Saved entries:
-- Opening Marker --

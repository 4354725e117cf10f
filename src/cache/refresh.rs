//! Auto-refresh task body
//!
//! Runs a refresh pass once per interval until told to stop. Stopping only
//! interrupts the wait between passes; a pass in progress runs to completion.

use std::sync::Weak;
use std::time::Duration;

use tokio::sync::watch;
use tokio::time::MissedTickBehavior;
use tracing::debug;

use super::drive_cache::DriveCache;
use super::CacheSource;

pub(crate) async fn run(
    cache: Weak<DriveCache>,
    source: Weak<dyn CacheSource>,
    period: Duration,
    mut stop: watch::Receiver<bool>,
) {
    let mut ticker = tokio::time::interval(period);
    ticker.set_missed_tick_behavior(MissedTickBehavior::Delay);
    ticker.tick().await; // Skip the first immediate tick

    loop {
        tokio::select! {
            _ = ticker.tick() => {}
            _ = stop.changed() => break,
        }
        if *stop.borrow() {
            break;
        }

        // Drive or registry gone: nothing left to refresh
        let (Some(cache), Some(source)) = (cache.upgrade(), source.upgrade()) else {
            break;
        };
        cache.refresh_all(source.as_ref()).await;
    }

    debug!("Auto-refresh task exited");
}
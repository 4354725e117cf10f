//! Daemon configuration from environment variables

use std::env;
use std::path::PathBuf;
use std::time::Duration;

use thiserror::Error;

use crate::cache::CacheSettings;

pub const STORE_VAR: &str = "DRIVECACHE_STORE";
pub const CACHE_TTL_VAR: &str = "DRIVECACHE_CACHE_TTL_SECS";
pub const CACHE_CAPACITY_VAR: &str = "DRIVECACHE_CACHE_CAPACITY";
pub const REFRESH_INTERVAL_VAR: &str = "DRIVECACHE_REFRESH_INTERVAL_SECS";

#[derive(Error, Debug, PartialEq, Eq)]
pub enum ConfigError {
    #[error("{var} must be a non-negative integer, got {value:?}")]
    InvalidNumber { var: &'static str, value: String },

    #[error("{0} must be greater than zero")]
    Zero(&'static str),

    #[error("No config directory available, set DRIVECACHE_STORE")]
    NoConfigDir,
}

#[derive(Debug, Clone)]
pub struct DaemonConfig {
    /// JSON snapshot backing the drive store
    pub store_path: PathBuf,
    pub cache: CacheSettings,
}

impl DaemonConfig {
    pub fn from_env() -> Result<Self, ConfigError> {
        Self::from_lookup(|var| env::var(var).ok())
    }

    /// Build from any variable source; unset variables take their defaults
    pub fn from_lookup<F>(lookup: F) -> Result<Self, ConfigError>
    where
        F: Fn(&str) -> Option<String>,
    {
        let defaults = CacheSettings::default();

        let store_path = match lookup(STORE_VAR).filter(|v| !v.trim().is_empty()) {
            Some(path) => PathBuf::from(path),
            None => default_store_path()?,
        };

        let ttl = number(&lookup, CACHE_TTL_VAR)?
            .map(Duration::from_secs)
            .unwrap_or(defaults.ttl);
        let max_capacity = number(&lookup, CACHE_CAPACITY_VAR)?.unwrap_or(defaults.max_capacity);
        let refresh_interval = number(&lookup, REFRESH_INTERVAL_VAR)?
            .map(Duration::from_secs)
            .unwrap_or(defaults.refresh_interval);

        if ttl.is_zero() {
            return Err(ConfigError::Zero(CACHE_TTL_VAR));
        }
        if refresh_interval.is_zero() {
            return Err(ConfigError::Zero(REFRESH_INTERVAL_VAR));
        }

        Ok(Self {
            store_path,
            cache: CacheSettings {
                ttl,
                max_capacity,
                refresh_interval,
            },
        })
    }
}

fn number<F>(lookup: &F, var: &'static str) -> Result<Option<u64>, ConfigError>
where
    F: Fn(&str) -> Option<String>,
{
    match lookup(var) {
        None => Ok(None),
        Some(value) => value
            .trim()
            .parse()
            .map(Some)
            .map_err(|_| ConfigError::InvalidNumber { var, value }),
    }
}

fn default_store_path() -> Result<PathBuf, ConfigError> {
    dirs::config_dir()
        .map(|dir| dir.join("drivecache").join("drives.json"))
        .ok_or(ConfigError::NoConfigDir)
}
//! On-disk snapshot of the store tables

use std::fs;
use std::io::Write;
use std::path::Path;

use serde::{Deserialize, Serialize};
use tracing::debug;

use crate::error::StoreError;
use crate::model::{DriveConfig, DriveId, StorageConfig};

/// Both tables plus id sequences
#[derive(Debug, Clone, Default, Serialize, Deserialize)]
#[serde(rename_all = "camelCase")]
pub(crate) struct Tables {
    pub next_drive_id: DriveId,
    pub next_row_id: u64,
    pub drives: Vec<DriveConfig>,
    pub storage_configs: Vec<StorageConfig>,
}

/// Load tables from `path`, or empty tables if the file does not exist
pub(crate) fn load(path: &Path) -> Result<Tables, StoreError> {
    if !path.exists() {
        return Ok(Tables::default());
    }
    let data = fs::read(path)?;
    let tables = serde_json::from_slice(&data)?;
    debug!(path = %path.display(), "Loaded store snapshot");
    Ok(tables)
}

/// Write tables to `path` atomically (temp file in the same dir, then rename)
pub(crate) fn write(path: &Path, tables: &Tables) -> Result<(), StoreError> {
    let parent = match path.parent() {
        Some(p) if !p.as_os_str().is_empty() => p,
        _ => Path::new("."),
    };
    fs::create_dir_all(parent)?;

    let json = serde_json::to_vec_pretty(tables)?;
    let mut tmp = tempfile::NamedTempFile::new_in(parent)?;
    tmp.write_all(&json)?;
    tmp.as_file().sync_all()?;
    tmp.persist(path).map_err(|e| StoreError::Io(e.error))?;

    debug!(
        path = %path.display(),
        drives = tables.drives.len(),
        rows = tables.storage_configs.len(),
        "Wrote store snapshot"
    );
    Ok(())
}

-- Closing Marker --

For each entry above, write out an exact copy.

repository 4354725e117cf10f
filename src/cache/refresh.rs
//! Auto-refresh task body
//!
//! Runs a refresh pass once per interval until told to stop. Stopping only
//! interrupts the wait between passes; a pass in progress runs to completion.

use std::sync::Weak;
use std::time::Duration;

use tokio::sync::watch;
use tokio::time::MissedTickBehavior;
use tracing::debug;

use super::drive_cache::DriveCache;
use super::CacheSource;

pub(crate) async fn run(
    cache: Weak<DriveCache>,
    source: Weak<dyn CacheSource>,
    period: Duration,
    mut stop: watch::Receiver<bool>,
) {
    let mut ticker = tokio::time::interval(period);
    ticker.set_missed_tick_behavior(MissedTickBehavior::Delay);
    ticker.tick().await; // Skip the first immediate tick

    loop {
        tokio::select! {
            _ = ticker.tick() => {}
            _ = stop.changed() => break,
        }
        if *stop.borrow() {
            break;
        }

        // Drive or registry gone: nothing left to refresh
        let (Some(cache), Some(source)) = (cache.upgrade(), source.upgrade()) else {
            break;
        };
        cache.refresh_all(source.as_ref()).await;
    }

    debug!("Auto-refresh task exited");
}
repository 4354725e117cf10f
//! Daemon configuration from environment variables

use std::env;
use std::path::PathBuf;
use std::time::Duration;

use thiserror::Error;

use crate::cache::CacheSettings;

pub const STORE_VAR: &str = "DRIVECACHE_STORE";
pub const CACHE_TTL_VAR: &str = "DRIVECACHE_CACHE_TTL_SECS";
pub const CACHE_CAPACITY_VAR: &str = "DRIVECACHE_CACHE_CAPACITY";
pub const REFRESH_INTERVAL_VAR: &str = "DRIVECACHE_REFRESH_INTERVAL_SECS";

#[derive(Error, Debug, PartialEq, Eq)]
pub enum ConfigError {
    #[error("{var} must be a non-negative integer, got {value:?}")]
    InvalidNumber { var: &'static str, value: String },

    #[error("{0} must be greater than zero")]
    Zero(&'static str),

    #[error("No config directory available, set DRIVECACHE_STORE")]
    NoConfigDir,
}

#[derive(Debug, Clone)]
pub struct DaemonConfig {
    /// JSON snapshot backing the drive store
    pub store_path: PathBuf,
    pub cache: CacheSettings,
}

impl DaemonConfig {
    pub fn from_env() -> Result<Self, ConfigError> {
        Self::from_lookup(|var| env::var(var).ok())
    }

    /// Build from any variable source; unset variables take their defaults
    pub fn from_lookup<F>(lookup: F) -> Result<Self, ConfigError>
    where
        F: Fn(&str) -> Option<String>,
    {
        let defaults = CacheSettings::default();

        let store_path = match lookup(STORE_VAR).filter(|v| !v.trim().is_empty()) {
            Some(path) => PathBuf::from(path),
            None => default_store_path()?,
        };

        let ttl = number(&lookup, CACHE_TTL_VAR)?
            .map(Duration::from_secs)
            .unwrap_or(defaults.ttl);
        let max_capacity = number(&lookup, CACHE_CAPACITY_VAR)?.unwrap_or(defaults.max_capacity);
        let refresh_interval = number(&lookup, REFRESH_INTERVAL_VAR)?
            .map(Duration::from_secs)
            .unwrap_or(defaults.refresh_interval);

        if ttl.is_zero() {
            return Err(ConfigError::Zero(CACHE_TTL_VAR));
        }
        if refresh_interval.is_zero() {
            return Err(ConfigError::Zero(REFRESH_INTERVAL_VAR));
        }

        Ok(Self {
            store_path,
            cache: CacheSettings {
                ttl,
                max_capacity,
                refresh_interval,
            },
        })
    }
}

fn number<F>(lookup: &F, var: &'static str) -> Result<Option<u64>, ConfigError>
where
    F: Fn(&str) -> Option<String>,
{
    match lookup(var) {
        None => Ok(None),
        Some(value) => value
            .trim()
            .parse()
            .map(Some)
            .map_err(|_| ConfigError::InvalidNumber { var, value }),
    }
}

fn default_store_path() -> Result<PathBuf, ConfigError> {
    dirs::config_dir()
        .map(|dir| dir.join("drivecache").join("drives.json"))
        .ok_or(ConfigError::NoConfigDir)
}
//! On-disk snapshot of the store tables

use std::fs;
use std::io::Write;
use std::path::Path;

use serde::{Deserialize, Serialize};
use tracing::debug;

use crate::error::StoreError;
use crate::model::{DriveConfig, DriveId, StorageConfig};

/// Both tables plus id sequences
#[derive(Debug, Clone, Default, Serialize, Deserialize)]
#[serde(rename_all = "camelCase")]
pub(crate) struct Tables {
    pub next_drive_id: DriveId,
    pub next_row_id: u64,
    pub drives: Vec<DriveConfig>,
    pub storage_configs: Vec<StorageConfig>,
}

/// Load tables from `path`, or empty tables if the file does not exist
pub(crate) fn load(path: &Path) -> Result<Tables, StoreError> {
    if !path.exists() {
        return Ok(Tables::default());
    }
    let data = fs::read(path)?;
    let tables = serde_json::from_slice(&data)?;
    debug!(path = %path.display(), "Loaded store snapshot");
    Ok(tables)
}

/// Write tables to `path` atomically (temp file in the same dir, then rename)
pub(crate) fn write(path: &Path, tables: &Tables) -> Result<(), StoreError> {
    let parent = match path.parent() {
        Some(p) if !p.as_os_str().is_empty() => p,
        _ => Path::new("."),
    };
    fs::create_dir_all(parent)?;

    let json = serde_json::to_vec_pretty(tables)?;
    let mut tmp = tempfile::NamedTempFile::new_in(parent)?;
    tmp.write_all(&json)?;
    tmp.as_file().sync_all()?;
    tmp.persist(path).map_err(|e| StoreError::Io(e.error))?;

    debug!(
        path = %path.display(),
        drives = tables.drives.len(),
        rows = tables.storage_configs.len(),
        "Wrote store snapshot"
    );
    Ok(())
}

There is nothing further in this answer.